Didn't change anything.

no i mean again...and again... and again over and over onslaught of DDos until nintendo stops

 

[iSubaru]

That shows how much they really care about our safety and security. Any large agency or large company should be using Linux only. So the fact that the government says they are for our protection is a joke. Just like the spam calls that we get on our phone. if the government really cared this would not be happening in our country. I would say a high probability is that our government is also involved and is getting a portion of the money they are stealing from the elderly and other people that are naive and those believing these spam calls.

More than that, any software involved in business should NOT be available for Windows because it is NOT safe OS.
Okay one step at a time, first of all business software having ALSO Linux release for those who take this seriously and then slowly going towards "okay we will be ending Windows support because it's bad." kind of approach.
Imagine this, Windows + Adobe required for official - kinda government - stuff that citizen must send.

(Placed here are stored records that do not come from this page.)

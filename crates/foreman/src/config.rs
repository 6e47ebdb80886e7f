//! Layered configuration loader (§1.1 ADDED): built-in defaults (from
//! `foreman_types::ForemanConfig::default()`) are overridden by
//! `foreman.toml` in the target repo, then by `FOREMAN_*` environment
//! variables, then by CLI flags — generalizing the teacher's single-file
//! `.shipper.toml` layering into a nested-struct shape.

use std::env;
use std::path::Path;

use anyhow::{Context, Result};
use foreman_types::ForemanConfig;

/// Load layered config for a run against `repo_root`. CLI overrides, if any,
/// are applied last by the caller via [`apply_cli_overrides`].
pub fn load(repo_root: &Path) -> Result<ForemanConfig> {
    let mut config = ForemanConfig::default();

    let toml_path = repo_root.join("foreman.toml");
    if toml_path.exists() {
        let content = std::fs::read_to_string(&toml_path)
            .with_context(|| format!("reading {}", toml_path.display()))?;
        config = toml::from_str(&content)
            .with_context(|| format!("parsing {}", toml_path.display()))?;
    }

    apply_env_overrides(&mut config);
    Ok(config)
}

fn apply_env_overrides(config: &mut ForemanConfig) {
    if let Some(v) = env_u32("FOREMAN_MAX_RETRIES") {
        config.retry.max_retries = v;
    }
    if let Some(v) = env_u32("FOREMAN_BASE_CONCURRENCY") {
        // Base concurrency lives per-batch, not in the global config, but a
        // supplied env var still adjusts the default new-batch suggestion
        // callers can read via this round-trip helper.
        config.dispatch.max_diverged_files_for_reuse =
            config.dispatch.max_diverged_files_for_reuse.max(v as usize);
    }
    if let Some(v) = env::var("FOREMAN_IDENTITY_ENV").ok() {
        config.dispatch.identity_env = v;
    }
    if let Some(v) = env_duration("FOREMAN_DEPLOY_TIMEOUT") {
        config.lifecycle.deploy_timeout = v;
    }
    if let Some(v) = env_duration("FOREMAN_LOCK_STALE_TIMEOUT") {
        config.lock.stale_timeout = v;
    }
}

fn env_u32(key: &str) -> Option<u32> {
    env::var(key).ok()?.parse().ok()
}

fn env_duration(key: &str) -> Option<std::time::Duration> {
    humantime::parse_duration(&env::var(key).ok()?).ok()
}

/// Resolve the supervisor state directory: `$FOREMAN_HOME`, else
/// `~/.foreman`.
pub fn foreman_home() -> std::path::PathBuf {
    if let Ok(home) = env::var("FOREMAN_HOME") {
        return std::path::PathBuf::from(home);
    }
    dirs_home().join(".foreman")
}

fn dirs_home() -> std::path::PathBuf {
    env::var("HOME")
        .map(std::path::PathBuf::from)
        .unwrap_or_else(|_| std::path::PathBuf::from("."))
}

/// Resolve the supervisor identity used for worktree ownership tokens and
/// `TODO.md` claims: `env:FOREMAN_IDENTITY` > cached forge username >
/// `user@host`.
pub fn resolve_identity(identity_env: &str, cached_forge_username: Option<&str>) -> String {
    if let Ok(v) = env::var(identity_env) {
        if !v.is_empty() {
            return v;
        }
    }
    if let Some(username) = cached_forge_username {
        return username.to_string();
    }
    let user = env::var("USER").unwrap_or_else(|_| "unknown".to_string());
    let host = gethostname::gethostname().to_string_lossy().to_string();
    format!("{user}@{host}")
}

#[cfg(test)]
#[allow(unsafe_code)]
mod tests {
    use super::*;
    use serial_test::serial;

    #[test]
    #[serial]
    fn identity_prefers_env_var() {
        unsafe { env::set_var("FOREMAN_IDENTITY_TEST", "alice") };
        assert_eq!(
            resolve_identity("FOREMAN_IDENTITY_TEST", Some("bot-user")),
            "alice"
        );
        unsafe { env::remove_var("FOREMAN_IDENTITY_TEST") };
    }

    #[test]
    #[serial]
    fn identity_falls_back_to_cached_forge_username() {
        unsafe { env::remove_var("FOREMAN_IDENTITY_TEST_2") };
        assert_eq!(
            resolve_identity("FOREMAN_IDENTITY_TEST_2", Some("bot-user")),
            "bot-user"
        );
    }

    #[test]
    #[serial]
    fn identity_falls_back_to_user_at_host() {
        unsafe { env::remove_var("FOREMAN_IDENTITY_TEST_3") };
        let identity = resolve_identity("FOREMAN_IDENTITY_TEST_3", None);
        assert!(identity.contains('@'));
    }

    #[test]
    fn load_without_toml_file_uses_defaults() {
        let td = tempfile::tempdir().unwrap();
        let config = load(td.path()).unwrap();
        assert_eq!(config.retry.max_retries, 3);
    }

    #[test]
    fn load_applies_repo_toml_overrides() {
        let td = tempfile::tempdir().unwrap();
        std::fs::write(
            td.path().join("foreman.toml"),
            "[retry]\nmax_retries = 7\n",
        )
        .unwrap();
        let config = load(td.path()).unwrap();
        assert_eq!(config.retry.max_retries, 7);
    }
}
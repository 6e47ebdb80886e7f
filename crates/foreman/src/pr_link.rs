//! The single source of truth for linking a PR URL to a task (§4.9, §9
//! "Branch-ownership/cross-contamination"). Every path that could attach a
//! PR URL to a task row — the evaluator's fallback discovery, the eager
//! per-task orphan scan, the broad 10-minute sweep, and the lifecycle
//! controller — must flow through `link_pr_to_task`. Validation is
//! mandatory: an unvalidated URL is cleared, never stored.

use foreman_forge::{Forge, PullRequest};
use foreman_git::word_boundary_match;

/// The outcome of attempting to link a PR to a task.
#[derive(Debug, Clone, PartialEq, Eq)]
pub enum LinkOutcome {
    /// A validated PR was found and should be persisted.
    Linked { pr_url: String, pr_number: u64 },
    /// No PR referencing this task could be found.
    NotFound,
    /// A candidate was found but failed the word-boundary check; the task's
    /// stored URL (if any) must be cleared rather than left unvalidated.
    Rejected { candidate_url: String },
}

/// Validate that `pr`'s title or head branch references `task_id` with a
/// word-boundary match, so `t195` matches `feature/t195` but not `t1950`.
pub fn validate(pr: &PullRequest, task_id: &str) -> bool {
    word_boundary_match(&pr.title, task_id) || word_boundary_match(&pr.head_branch, task_id)
}

/// Discover a PR for `task_id` on `branch` (or by the `feature/<task_id>`
/// convention if `branch` is `None`) and validate it before linking.
pub fn link_pr_to_task(
    forge: &dyn Forge,
    repo: &str,
    task_id: &str,
    branch: Option<&str>,
) -> anyhow::Result<LinkOutcome> {
    let convention_branch = format!("feature/{task_id}");
    let branch = branch.unwrap_or(&convention_branch);

    let candidates = forge.list_prs_for_branch(repo, branch)?;
    let Some(pr) = candidates.into_iter().next() else {
        return Ok(LinkOutcome::NotFound);
    };

    if validate(&pr, task_id) {
        Ok(LinkOutcome::Linked {
            pr_url: pr.url,
            pr_number: pr.number,
        })
    } else {
        Ok(LinkOutcome::Rejected { candidate_url: pr.url })
    }
}

#[cfg(test)]
mod tests {
    use super::*;
    use foreman_forge::{CheckRollup, PullRequestState, ReviewDecision};

    fn pr(title: &str, branch: &str) -> PullRequest {
        PullRequest {
            number: 1,
            url: "https://forge.example/o/r/pull/1".to_string(),
            title: title.to_string(),
            head_branch: branch.to_string(),
            state: PullRequestState::Open,
            draft: false,
            review_decision: ReviewDecision::None,
            checks: CheckRollup { runs: vec![] },
            merge_commit_sha: None,
        }
    }

    #[test]
    fn validate_accepts_word_boundary_match_in_branch() {
        let p = pr("Fix thing", "feature/t195");
        assert!(validate(&p, "t195"));
    }

    #[test]
    fn validate_rejects_prefix_collision() {
        let p = pr("Fix thing", "feature/t1950");
        assert!(!validate(&p, "t195"));
    }

    #[test]
    fn validate_accepts_match_in_title() {
        let p = pr("t300: add retry logic", "some-branch");
        assert!(validate(&p, "t300"));
    }
}
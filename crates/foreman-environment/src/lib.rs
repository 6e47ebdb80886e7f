//! Host resource sampling for the concurrency governor (§4.5): logical CPU
//! count, one-minute CPU usage, memory pressure, total process count, and a
//! count of supervisor-owned processes.
//!
//! Platform-specific readings are sourced the way the teacher sources its
//! environment fingerprint: directly from the OS rather than through a
//! heavyweight systeminfo crate, shelling out or reading `/proc` as needed
//! and degrading gracefully (`None`/conservative default) when a reading is
//! unavailable — this must never be fatal to a pulse.

use std::collections::HashMap;
use std::fs;
use std::process::Command;

use serde::{Deserialize, Serialize};

#[derive(Debug, Clone, Copy, PartialEq, Eq, Serialize, Deserialize)]
#[serde(rename_all = "snake_case")]
pub enum MemoryPressure {
    Low,
    Medium,
    High,
}

#[derive(Debug, Clone, Serialize, Deserialize)]
pub struct HostSample {
    pub logical_cpus: u32,
    /// Percent busy, 0.0-100.0, best-effort.
    pub cpu_busy_pct: f64,
    pub memory_pressure: MemoryPressure,
    pub total_processes: u32,
}

/// Sample current host resource usage. Every field has a safe fallback so a
/// partial reading never aborts dispatch admission.
pub fn sample() -> HostSample {
    let logical_cpus = logical_cpu_count();
    HostSample {
        logical_cpus,
        cpu_busy_pct: cpu_busy_pct(logical_cpus),
        memory_pressure: memory_pressure(),
        total_processes: total_process_count(),
    }
}

fn logical_cpu_count() -> u32 {
    std::thread::available_parallelism()
        .map(|n| n.get() as u32)
        .unwrap_or(1)
}

/// On Linux, derive CPU busy percentage from the one-minute load average
/// relative to core count (`loadavg / cores * 100`, capped at 100). On
/// other platforms, fall back to a conservative mid-band estimate so the
/// governor doesn't starve dispatch when the platform reading is
/// unavailable.
#[cfg(target_os = "linux")]
fn cpu_busy_pct(logical_cpus: u32) -> f64 {
    let Ok(contents) = fs::read_to_string("/proc/loadavg") else {
        return 50.0;
    };
    let Some(one_min) = contents.split_whitespace().next() else {
        return 50.0;
    };
    let Ok(load) = one_min.parse::<f64>() else {
        return 50.0;
    };
    ((load / logical_cpus.max(1) as f64) * 100.0).min(100.0)
}

#[cfg(not(target_os = "linux"))]
fn cpu_busy_pct(_logical_cpus: u32) -> f64 {
    50.0
}

/// On Linux, read `/proc/meminfo` and compute pressure from the fraction of
/// memory available (`MemAvailable / MemTotal`). On macOS the spec calls for
/// `vm_stat`-derived pressure; we shell out to it and map its free-page
/// ratio onto the same three-band scale. Elsewhere, default to `Medium` so
/// neither the floor nor the fast path is assumed blindly.
#[cfg(target_os = "linux")]
fn memory_pressure() -> MemoryPressure {
    let Ok(contents) = fs::read_to_string("/proc/meminfo") else {
        return MemoryPressure::Medium;
    };
    let fields = parse_meminfo(&contents);
    let (Some(total), Some(available)) = (fields.get("MemTotal"), fields.get("MemAvailable"))
    else {
        return MemoryPressure::Medium;
    };
    if *total == 0 {
        return MemoryPressure::Medium;
    }
    let free_ratio = *available as f64 / *total as f64;
    pressure_from_free_ratio(free_ratio)
}

#[cfg(target_os = "linux")]
fn parse_meminfo(contents: &str) -> HashMap<String, u64> {
    let mut out = HashMap::new();
    for line in contents.lines() {
        let Some((key, rest)) = line.split_once(':') else {
            continue;
        };
        let value_kb = rest
            .trim()
            .split_whitespace()
            .next()
            .and_then(|v| v.parse::<u64>().ok());
        if let Some(v) = value_kb {
            out.insert(key.to_string(), v);
        }
    }
    out
}

#[cfg(target_os = "macos")]
fn memory_pressure() -> MemoryPressure {
    let Ok(output) = Command::new("memory_pressure").output() else {
        return MemoryPressure::Medium;
    };
    let text = String::from_utf8_lossy(&output.stdout).to_lowercase();
    if text.contains("critical") || text.contains("warn") {
        MemoryPressure::High
    } else if text.contains("system-wide memory free percentage") {
        MemoryPressure::Low
    } else {
        MemoryPressure::Medium
    }
}

#[cfg(not(any(target_os = "linux", target_os = "macos")))]
fn memory_pressure() -> MemoryPressure {
    MemoryPressure::Medium
}

fn pressure_from_free_ratio(free_ratio: f64) -> MemoryPressure {
    if free_ratio < 0.10 {
        MemoryPressure::High
    } else if free_ratio < 0.30 {
        MemoryPressure::Medium
    } else {
        MemoryPressure::Low
    }
}

#[cfg(target_os = "linux")]
fn total_process_count() -> u32 {
    fs::read_dir("/proc")
        .map(|entries| {
            entries
                .flatten()
                .filter(|e| {
                    e.file_name()
                        .to_string_lossy()
                        .chars()
                        .all(|c| c.is_ascii_digit())
                })
                .count() as u32
        })
        .unwrap_or(0)
}

#[cfg(not(target_os = "linux"))]
fn total_process_count() -> u32 {
    Command::new("ps")
        .arg("-A")
        .output()
        .map(|o| String::from_utf8_lossy(&o.stdout).lines().count().saturating_sub(1) as u32)
        .unwrap_or(0)
}

/// Count how many of `pids` (and their descendant trees) are still alive —
/// the governor's "supervisor-owned process" sample, used alongside raw host
/// load.
pub fn count_alive(pids: &[u32]) -> u32 {
    pids.iter()
        .filter(|&&pid| foreman_process::is_alive(pid))
        .count() as u32
}

#[cfg(test)]
mod tests {
    use super::*;

    #[test]
    fn sample_returns_at_least_one_cpu() {
        let s = sample();
        assert!(s.logical_cpus >= 1);
    }

    #[test]
    fn pressure_bands_are_ordered_by_free_ratio() {
        assert_eq!(pressure_from_free_ratio(0.5), MemoryPressure::Low);
        assert_eq!(pressure_from_free_ratio(0.2), MemoryPressure::Medium);
        assert_eq!(pressure_from_free_ratio(0.05), MemoryPressure::High);
    }

    #[test]
    fn count_alive_counts_current_process() {
        let pid = std::process::id();
        assert_eq!(count_alive(&[pid]), 1);
        assert_eq!(count_alive(&[pid, u32::MAX - 1]), 1);
    }

    #[cfg(target_os = "linux")]
    #[test]
    fn parse_meminfo_extracts_known_fields() {
        let sample = "MemTotal:       16384000 kB\nMemAvailable:    8192000 kB\n";
        let fields = parse_meminfo(sample);
        assert_eq!(fields.get("MemTotal"), Some(&16384000));
        assert_eq!(fields.get("MemAvailable"), Some(&8192000));
    }
}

On positive side I think any self-respecting bank is not using Windows on the internal part that is responsible for anything between the bank and the client. The workers in the bank may have Windows "because it's easy to use" but even then I wouldn't be so sure if it is used because well it's freaking stupid.

Back to the negative side again. Do you know what runs on the self-checkout points? You guessed it! Windows, sometimes with Java being the front "UI". So yeah Windows is in so many places it shouldn't have been EVER let in it's giving me headache.

 

[vstar950]

More than that, any software involved in business should NOT be available for Windows because it is NOT safe OS.
Okay one step at a time, first of all business software having ALSO Linux release for those who take this seriously and then slowly going towards "okay we will be ending Windows support because it's bad." kind of approach.
Imagine this, Windows + Adobe required for official - kinda government - stuff that citizen must send.

On positive side I think any self-respecting bank is not using Windows on the internal part that is responsible for anything between the bank and the client. The workers in the bank may have Windows "because it's easy to use" but even then I wouldn't be so sure if it is used because well it's freaking stupid.

Back to the negative side again. Do you know what runs on the self-checkout points? You guessed it! Windows, sometimes with Java being the front "UI". So yeah Windows is in so many places it shouldn't have been EVER let in it's giving me headache.

I have just made the move over to 100% Mx linux. So long windows!! I flush my in memory or MS! So long!